* _Given data_:
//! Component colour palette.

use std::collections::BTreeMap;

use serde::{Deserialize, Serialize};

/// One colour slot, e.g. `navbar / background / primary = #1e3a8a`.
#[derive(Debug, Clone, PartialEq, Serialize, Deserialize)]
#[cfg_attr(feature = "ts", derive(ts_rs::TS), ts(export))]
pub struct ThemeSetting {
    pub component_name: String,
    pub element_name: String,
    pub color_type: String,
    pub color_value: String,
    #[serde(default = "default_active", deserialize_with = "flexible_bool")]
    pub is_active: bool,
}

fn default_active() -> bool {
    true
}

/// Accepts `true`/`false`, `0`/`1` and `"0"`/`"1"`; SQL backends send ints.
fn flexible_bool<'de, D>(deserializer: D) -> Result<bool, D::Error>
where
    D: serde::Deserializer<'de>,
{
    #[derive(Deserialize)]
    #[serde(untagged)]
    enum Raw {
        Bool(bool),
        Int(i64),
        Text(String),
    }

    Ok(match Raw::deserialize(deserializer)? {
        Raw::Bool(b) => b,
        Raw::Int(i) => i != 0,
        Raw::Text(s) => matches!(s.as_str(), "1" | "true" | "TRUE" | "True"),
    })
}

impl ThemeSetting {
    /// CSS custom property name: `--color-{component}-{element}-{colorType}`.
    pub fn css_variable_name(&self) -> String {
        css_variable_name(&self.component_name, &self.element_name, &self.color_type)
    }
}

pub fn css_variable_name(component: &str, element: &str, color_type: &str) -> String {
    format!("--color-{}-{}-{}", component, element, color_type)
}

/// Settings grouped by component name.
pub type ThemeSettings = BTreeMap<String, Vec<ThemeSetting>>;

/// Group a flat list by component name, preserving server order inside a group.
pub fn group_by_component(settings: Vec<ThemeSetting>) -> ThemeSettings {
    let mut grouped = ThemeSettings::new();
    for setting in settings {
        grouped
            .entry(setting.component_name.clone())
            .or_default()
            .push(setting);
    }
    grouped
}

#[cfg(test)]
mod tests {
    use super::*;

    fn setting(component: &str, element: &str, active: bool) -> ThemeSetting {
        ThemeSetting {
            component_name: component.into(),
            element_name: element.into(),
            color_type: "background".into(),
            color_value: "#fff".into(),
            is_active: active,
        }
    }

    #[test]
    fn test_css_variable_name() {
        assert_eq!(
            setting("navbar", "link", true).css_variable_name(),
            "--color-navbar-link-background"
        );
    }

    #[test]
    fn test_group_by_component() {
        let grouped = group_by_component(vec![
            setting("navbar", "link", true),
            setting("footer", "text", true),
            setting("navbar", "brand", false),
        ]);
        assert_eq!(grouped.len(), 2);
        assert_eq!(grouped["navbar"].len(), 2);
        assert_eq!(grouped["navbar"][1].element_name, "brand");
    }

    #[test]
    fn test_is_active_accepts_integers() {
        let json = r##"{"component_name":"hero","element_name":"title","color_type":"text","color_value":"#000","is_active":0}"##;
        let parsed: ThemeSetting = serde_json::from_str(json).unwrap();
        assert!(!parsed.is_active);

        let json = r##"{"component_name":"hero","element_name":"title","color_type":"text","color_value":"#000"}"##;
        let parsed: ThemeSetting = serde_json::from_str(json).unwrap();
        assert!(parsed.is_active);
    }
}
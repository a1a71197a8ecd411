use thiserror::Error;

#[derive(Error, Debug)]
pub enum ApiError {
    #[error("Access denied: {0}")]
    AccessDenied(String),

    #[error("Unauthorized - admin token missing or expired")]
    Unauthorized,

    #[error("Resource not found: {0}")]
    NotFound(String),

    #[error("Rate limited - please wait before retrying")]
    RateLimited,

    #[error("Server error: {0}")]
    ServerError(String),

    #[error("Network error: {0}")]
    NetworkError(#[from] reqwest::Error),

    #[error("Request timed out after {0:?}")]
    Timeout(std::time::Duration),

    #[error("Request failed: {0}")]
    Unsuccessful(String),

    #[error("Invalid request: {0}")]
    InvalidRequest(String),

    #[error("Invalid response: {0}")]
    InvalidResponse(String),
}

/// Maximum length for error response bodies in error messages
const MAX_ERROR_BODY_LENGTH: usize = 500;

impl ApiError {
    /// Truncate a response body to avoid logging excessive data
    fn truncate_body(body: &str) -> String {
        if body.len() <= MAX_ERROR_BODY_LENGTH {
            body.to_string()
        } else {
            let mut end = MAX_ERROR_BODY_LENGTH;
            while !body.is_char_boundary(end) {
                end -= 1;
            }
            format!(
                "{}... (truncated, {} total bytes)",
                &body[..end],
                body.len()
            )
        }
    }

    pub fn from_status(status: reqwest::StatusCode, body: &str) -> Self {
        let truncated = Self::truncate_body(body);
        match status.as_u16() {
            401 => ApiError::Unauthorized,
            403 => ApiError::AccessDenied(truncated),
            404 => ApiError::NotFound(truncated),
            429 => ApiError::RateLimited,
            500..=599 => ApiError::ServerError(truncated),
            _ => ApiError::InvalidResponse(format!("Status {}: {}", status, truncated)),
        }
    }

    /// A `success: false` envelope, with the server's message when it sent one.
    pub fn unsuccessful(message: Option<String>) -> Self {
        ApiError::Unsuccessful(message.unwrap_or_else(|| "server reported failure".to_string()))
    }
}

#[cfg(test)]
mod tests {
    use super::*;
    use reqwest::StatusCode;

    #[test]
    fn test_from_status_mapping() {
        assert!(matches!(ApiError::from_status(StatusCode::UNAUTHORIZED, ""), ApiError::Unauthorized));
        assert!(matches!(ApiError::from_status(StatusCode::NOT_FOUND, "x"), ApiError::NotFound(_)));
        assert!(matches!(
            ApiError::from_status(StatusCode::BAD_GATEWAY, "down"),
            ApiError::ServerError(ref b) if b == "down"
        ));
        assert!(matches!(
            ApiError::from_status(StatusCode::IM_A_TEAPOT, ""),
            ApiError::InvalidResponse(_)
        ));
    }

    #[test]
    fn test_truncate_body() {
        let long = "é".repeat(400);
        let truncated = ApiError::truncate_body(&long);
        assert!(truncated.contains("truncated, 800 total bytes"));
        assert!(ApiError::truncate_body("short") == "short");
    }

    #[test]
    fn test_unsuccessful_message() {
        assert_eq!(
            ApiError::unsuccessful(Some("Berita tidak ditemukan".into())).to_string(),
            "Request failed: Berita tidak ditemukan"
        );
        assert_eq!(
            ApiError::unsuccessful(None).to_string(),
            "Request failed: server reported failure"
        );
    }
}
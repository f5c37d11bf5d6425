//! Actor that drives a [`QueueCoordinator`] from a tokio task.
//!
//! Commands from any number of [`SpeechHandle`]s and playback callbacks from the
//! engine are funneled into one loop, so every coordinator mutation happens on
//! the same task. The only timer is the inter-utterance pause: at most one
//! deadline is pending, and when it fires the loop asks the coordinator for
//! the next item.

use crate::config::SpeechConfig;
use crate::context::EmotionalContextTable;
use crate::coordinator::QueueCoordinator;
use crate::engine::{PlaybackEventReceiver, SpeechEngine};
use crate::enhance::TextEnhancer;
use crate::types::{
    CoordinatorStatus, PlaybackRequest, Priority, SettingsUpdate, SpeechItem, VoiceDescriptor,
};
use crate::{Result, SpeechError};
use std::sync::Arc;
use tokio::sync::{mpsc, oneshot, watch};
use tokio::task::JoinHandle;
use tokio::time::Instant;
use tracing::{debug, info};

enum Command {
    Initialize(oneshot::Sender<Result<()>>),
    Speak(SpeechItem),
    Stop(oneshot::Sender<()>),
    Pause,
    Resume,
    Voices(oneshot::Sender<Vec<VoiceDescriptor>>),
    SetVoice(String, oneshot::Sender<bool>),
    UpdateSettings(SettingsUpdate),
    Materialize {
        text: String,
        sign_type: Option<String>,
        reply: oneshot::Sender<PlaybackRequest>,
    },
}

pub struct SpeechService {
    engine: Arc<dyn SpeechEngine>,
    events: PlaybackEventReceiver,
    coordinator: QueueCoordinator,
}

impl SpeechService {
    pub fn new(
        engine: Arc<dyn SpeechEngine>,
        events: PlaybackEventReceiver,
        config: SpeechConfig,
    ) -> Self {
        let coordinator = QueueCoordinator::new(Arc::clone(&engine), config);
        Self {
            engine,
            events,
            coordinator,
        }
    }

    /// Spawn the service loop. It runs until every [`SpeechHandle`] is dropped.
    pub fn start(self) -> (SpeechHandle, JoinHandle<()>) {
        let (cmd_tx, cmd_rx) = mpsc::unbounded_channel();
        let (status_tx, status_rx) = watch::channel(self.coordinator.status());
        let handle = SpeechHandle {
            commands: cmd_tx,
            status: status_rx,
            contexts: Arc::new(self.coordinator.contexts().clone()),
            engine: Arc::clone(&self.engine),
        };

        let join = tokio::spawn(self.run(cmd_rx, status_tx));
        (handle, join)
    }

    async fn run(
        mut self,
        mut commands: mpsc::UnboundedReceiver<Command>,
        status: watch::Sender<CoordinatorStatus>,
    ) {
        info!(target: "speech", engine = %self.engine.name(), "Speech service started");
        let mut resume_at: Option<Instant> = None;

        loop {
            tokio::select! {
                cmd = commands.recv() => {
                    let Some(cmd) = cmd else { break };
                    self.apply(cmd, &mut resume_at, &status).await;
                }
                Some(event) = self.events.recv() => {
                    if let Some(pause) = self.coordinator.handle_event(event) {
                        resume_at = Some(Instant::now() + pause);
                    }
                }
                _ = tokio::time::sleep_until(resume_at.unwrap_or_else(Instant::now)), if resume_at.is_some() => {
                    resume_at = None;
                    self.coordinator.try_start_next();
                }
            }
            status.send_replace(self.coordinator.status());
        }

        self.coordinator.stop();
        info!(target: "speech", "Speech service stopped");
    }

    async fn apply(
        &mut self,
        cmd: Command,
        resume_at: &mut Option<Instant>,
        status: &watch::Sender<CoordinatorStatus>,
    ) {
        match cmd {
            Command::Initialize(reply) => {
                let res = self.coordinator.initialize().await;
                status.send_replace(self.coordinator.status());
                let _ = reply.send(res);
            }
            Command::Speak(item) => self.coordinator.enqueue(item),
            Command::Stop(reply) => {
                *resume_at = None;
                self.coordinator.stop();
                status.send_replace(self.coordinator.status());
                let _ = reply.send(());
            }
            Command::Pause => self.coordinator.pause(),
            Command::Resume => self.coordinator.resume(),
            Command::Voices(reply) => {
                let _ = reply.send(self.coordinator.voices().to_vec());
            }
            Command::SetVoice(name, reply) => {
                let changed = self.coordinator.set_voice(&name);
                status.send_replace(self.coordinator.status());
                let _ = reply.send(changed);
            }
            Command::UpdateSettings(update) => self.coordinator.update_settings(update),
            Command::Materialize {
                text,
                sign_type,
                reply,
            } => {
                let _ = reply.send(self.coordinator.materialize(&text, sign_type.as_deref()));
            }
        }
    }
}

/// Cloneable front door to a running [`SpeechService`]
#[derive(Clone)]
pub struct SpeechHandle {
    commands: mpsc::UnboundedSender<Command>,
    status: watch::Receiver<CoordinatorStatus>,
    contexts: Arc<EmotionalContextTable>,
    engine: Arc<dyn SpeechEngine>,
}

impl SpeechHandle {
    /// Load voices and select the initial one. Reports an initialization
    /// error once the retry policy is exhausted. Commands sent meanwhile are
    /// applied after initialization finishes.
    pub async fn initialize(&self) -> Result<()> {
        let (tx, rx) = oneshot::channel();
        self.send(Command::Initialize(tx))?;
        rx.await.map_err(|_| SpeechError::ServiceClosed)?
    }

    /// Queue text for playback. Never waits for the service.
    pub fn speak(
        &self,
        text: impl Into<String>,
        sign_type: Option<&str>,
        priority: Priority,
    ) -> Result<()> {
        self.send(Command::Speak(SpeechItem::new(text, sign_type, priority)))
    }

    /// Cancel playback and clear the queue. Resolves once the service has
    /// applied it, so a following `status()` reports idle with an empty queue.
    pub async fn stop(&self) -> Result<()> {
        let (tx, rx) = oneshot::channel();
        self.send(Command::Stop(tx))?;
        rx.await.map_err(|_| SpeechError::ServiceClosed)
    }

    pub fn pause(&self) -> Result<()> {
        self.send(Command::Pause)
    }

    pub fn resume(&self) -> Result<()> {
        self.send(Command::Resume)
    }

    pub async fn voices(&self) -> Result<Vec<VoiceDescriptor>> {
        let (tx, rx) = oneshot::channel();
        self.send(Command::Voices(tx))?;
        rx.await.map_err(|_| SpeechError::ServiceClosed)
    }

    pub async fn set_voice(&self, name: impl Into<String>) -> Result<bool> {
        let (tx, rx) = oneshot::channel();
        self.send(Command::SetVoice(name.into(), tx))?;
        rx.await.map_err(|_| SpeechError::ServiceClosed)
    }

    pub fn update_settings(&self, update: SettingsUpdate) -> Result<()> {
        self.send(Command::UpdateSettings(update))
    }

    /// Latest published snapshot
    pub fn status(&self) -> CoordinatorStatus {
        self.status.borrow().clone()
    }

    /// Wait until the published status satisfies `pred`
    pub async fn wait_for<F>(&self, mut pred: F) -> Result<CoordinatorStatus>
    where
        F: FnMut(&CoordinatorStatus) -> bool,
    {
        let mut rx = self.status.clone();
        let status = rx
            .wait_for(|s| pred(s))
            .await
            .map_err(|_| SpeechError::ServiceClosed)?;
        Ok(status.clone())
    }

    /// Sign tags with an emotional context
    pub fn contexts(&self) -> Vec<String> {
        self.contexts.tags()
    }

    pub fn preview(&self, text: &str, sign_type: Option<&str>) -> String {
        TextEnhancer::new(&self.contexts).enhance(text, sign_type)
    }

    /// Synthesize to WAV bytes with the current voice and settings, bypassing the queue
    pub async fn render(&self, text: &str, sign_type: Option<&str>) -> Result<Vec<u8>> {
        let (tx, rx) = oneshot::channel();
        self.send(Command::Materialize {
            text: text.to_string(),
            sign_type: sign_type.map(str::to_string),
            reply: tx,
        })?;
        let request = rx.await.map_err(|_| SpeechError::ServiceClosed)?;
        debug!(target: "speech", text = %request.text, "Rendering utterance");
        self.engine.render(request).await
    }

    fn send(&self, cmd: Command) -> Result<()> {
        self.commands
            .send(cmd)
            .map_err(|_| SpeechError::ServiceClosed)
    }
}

* _Requirement_:
Copy each line of the listing above that contains the word "ThemeSettings".

* _Solution to the exercise_:
pub type ThemeSettings = BTreeMap<String, Vec<ThemeSetting>>;
pub fn group_by_component(settings: Vec<ThemeSetting>) -> ThemeSettings {
    let mut grouped = ThemeSettings::new();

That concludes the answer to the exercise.